• **TASK DIRECTIONS**: The job is to output each record again, character for character.

• **PROVIDED INFORMATION**:
//! Alternate URL derivation for published sheets
//!
//! A published Google Sheets CSV answers on several query-parameter
//! shapes. When the primary URL contains a recognizable publisher
//! identifier (`/d/e/{id}`), the known alternate forms are appended;
//! unrecognized URL shapes pass through untouched. Heuristic expansion,
//! not validation. Pure and deterministic: the orchestrator recomputes
//! variants every retry cycle and relies on getting the same list.

/// Build the deduplicated ordered candidate list: primary URL first,
/// then derived alternates.
pub fn derive_url_variants(primary_url: &str) -> Vec<String> {
    let mut variants = vec![primary_url.to_string()];

    if let Some(id) = extract_publisher_id(primary_url) {
        let base = format!("https://docs.google.com/spreadsheets/d/e/{}/pub", id);
        for alternate in [
            format!("{}?output=csv", base),
            format!("{}?gid=0&single=true&output=csv", base),
            format!("{}?gid=0&output=csv", base),
        ] {
            if !variants.contains(&alternate) {
                variants.push(alternate);
            }
        }
    }

    variants
}

/// Extract the publisher identifier following `/d/e/`.
/// Identifier charset is `[A-Za-z0-9_-]`.
fn extract_publisher_id(url: &str) -> Option<&str> {
    let start = url.find("/d/e/")? + "/d/e/".len();
    let rest = &url[start..];
    let end = rest
        .find(|c: char| !(c.is_ascii_alphanumeric() || c == '_' || c == '-'))
        .unwrap_or(rest.len());
    let id = &rest[..end];
    (!id.is_empty()).then_some(id)
}

#[cfg(test)]
mod tests {
    use super::*;

    const PRIMARY: &str =
        "https://docs.google.com/spreadsheets/d/e/2PACX-abc_123/pub?gid=81480195&single=true&output=csv";

    #[test]
    fn recognized_url_gains_three_alternates() {
        let variants = derive_url_variants(PRIMARY);
        assert_eq!(variants.len(), 4);
        assert_eq!(variants[0], PRIMARY);
        assert_eq!(
            variants[1],
            "https://docs.google.com/spreadsheets/d/e/2PACX-abc_123/pub?output=csv"
        );
        assert!(variants[2].contains("gid=0&single=true"));
    }

    #[test]
    fn primary_matching_an_alternate_is_not_duplicated() {
        let url = "https://docs.google.com/spreadsheets/d/e/2PACX-abc_123/pub?output=csv";
        let variants = derive_url_variants(url);
        assert_eq!(variants.len(), 3);
        assert_eq!(variants[0], url);
    }

    #[test]
    fn unrecognized_url_passes_through_alone() {
        let variants = derive_url_variants("https://example.com/data.csv");
        assert_eq!(variants, vec!["https://example.com/data.csv"]);
    }

    #[test]
    fn derivation_is_deterministic() {
        assert_eq!(derive_url_variants(PRIMARY), derive_url_variants(PRIMARY));
    }

    #[test]
    fn empty_identifier_is_ignored() {
        let variants = derive_url_variants("https://docs.google.com/spreadsheets/d/e/?output=csv");
        assert_eq!(variants.len(), 1);
    }
}
//! Ordered request strategies
//!
//! Published sheets intermittently reject some header combinations
//! (typically with 400/403/405), so each URL variant is tried with a
//! ladder of header sets. Strategy 0 is the default; later entries
//! relax or vary the headers.

/// One request configuration: a name for logging and a header set.
#[derive(Debug, Clone, Copy)]
pub struct RequestStrategy {
    pub name: &'static str,
    pub headers: &'static [(&'static str, &'static str)],
}

const STRATEGIES: &[RequestStrategy] = &[
    RequestStrategy {
        name: "standard",
        headers: &[("Accept", "text/csv,text/plain,*/*")],
    },
    RequestStrategy {
        name: "no-cache",
        headers: &[
            ("Accept", "text/csv,text/plain,*/*"),
            ("Cache-Control", "no-cache"),
            ("Pragma", "no-cache"),
        ],
    },
    RequestStrategy {
        name: "minimal",
        headers: &[],
    },
    RequestStrategy {
        name: "csv-only",
        headers: &[("Accept", "text/csv")],
    },
];

/// The fixed strategy ladder, in trial order.
pub fn request_strategies() -> &'static [RequestStrategy] {
    STRATEGIES
}

#[cfg(test)]
mod tests {
    use super::*;

    #[test]
    fn default_strategy_comes_first() {
        let strategies = request_strategies();
        assert_eq!(strategies.len(), 4);
        assert_eq!(strategies[0].name, "standard");
        assert!(strategies[0]
            .headers
            .iter()
            .any(|(name, _)| *name == "Accept"));
    }

    #[test]
    fn minimal_strategy_sends_no_headers() {
        let minimal = request_strategies()
            .iter()
            .find(|s| s.name == "minimal")
            .unwrap();
        assert!(minimal.headers.is_empty());
    }
}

• **RESPONSE BOX**:
//! Alternate URL derivation for published sheets
//!
//! A published Google Sheets CSV answers on several query-parameter
//! shapes. When the primary URL contains a recognizable publisher
//! identifier (`/d/e/{id}`), the known alternate forms are appended;
//! unrecognized URL shapes pass through untouched. Heuristic expansion,
//! not validation. Pure and deterministic: the orchestrator recomputes
//! variants every retry cycle and relies on getting the same list.

/// Build the deduplicated ordered candidate list: primary URL first,
/// then derived alternates.
pub fn derive_url_variants(primary_url: &str) -> Vec<String> {
    let mut variants = vec![primary_url.to_string()];

    if let Some(id) = extract_publisher_id(primary_url) {
        let base = format!("https://docs.google.com/spreadsheets/d/e/{}/pub", id);
        for alternate in [
            format!("{}?output=csv", base),
            format!("{}?gid=0&single=true&output=csv", base),
            format!("{}?gid=0&output=csv", base),
        ] {
            if !variants.contains(&alternate) {
                variants.push(alternate);
            }
        }
    }

    variants
}

/// Extract the publisher identifier following `/d/e/`.
/// Identifier charset is `[A-Za-z0-9_-]`.
fn extract_publisher_id(url: &str) -> Option<&str> {
    let start = url.find("/d/e/")? + "/d/e/".len();
    let rest = &url[start..];
    let end = rest
        .find(|c: char| !(c.is_ascii_alphanumeric() || c == '_' || c == '-'))
        .unwrap_or(rest.len());
    let id = &rest[..end];
    (!id.is_empty()).then_some(id)
}

#[cfg(test)]
mod tests {
    use super::*;

    const PRIMARY: &str =
        "https://docs.google.com/spreadsheets/d/e/2PACX-abc_123/pub?gid=81480195&single=true&output=csv";

    #[test]
    fn recognized_url_gains_three_alternates() {
        let variants = derive_url_variants(PRIMARY);
        assert_eq!(variants.len(), 4);
        assert_eq!(variants[0], PRIMARY);
        assert_eq!(
            variants[1],
            "https://docs.google.com/spreadsheets/d/e/2PACX-abc_123/pub?output=csv"
        );
        assert!(variants[2].contains("gid=0&single=true"));
    }

    #[test]
    fn primary_matching_an_alternate_is_not_duplicated() {
        let url = "https://docs.google.com/spreadsheets/d/e/2PACX-abc_123/pub?output=csv";
        let variants = derive_url_variants(url);
        assert_eq!(variants.len(), 3);
        assert_eq!(variants[0], url);
    }

    #[test]
    fn unrecognized_url_passes_through_alone() {
        let variants = derive_url_variants("https://example.com/data.csv");
        assert_eq!(variants, vec!["https://example.com/data.csv"]);
    }

    #[test]
    fn derivation_is_deterministic() {
        assert_eq!(derive_url_variants(PRIMARY), derive_url_variants(PRIMARY));
    }

    #[test]
    fn empty_identifier_is_ignored() {
        let variants = derive_url_variants("https://docs.google.com/spreadsheets/d/e/?output=csv");
        assert_eq!(variants.len(), 1);
    }
}
//! Ordered request strategies
//!
//! Published sheets intermittently reject some header combinations
//! (typically with 400/403/405), so each URL variant is tried with a
//! ladder of header sets. Strategy 0 is the default; later entries
//! relax or vary the headers.

/// One request configuration: a name for logging and a header set.
#[derive(Debug, Clone, Copy)]
pub struct RequestStrategy {
    pub name: &'static str,
    pub headers: &'static [(&'static str, &'static str)],
}

const STRATEGIES: &[RequestStrategy] = &[
    RequestStrategy {
        name: "standard",
        headers: &[("Accept", "text/csv,text/plain,*/*")],
    },
    RequestStrategy {
        name: "no-cache",
        headers: &[
            ("Accept", "text/csv,text/plain,*/*"),
            ("Cache-Control", "no-cache"),
            ("Pragma", "no-cache"),
        ],
    },
    RequestStrategy {
        name: "minimal",
        headers: &[],
    },
    RequestStrategy {
        name: "csv-only",
        headers: &[("Accept", "text/csv")],
    },
];

/// The fixed strategy ladder, in trial order.
pub fn request_strategies() -> &'static [RequestStrategy] {
    STRATEGIES
}

#[cfg(test)]
mod tests {
    use super::*;

    #[test]
    fn default_strategy_comes_first() {
        let strategies = request_strategies();
        assert_eq!(strategies.len(), 4);
        assert_eq!(strategies[0].name, "standard");
        assert!(strategies[0]
            .headers
            .iter()
            .any(|(name, _)| *name == "Accept"));
    }

    #[test]
    fn minimal_strategy_sends_no_headers() {
        let minimal = request_strategies()
            .iter()
            .find(|s| s.name == "minimal")
            .unwrap();
        assert!(minimal.headers.is_empty());
    }
}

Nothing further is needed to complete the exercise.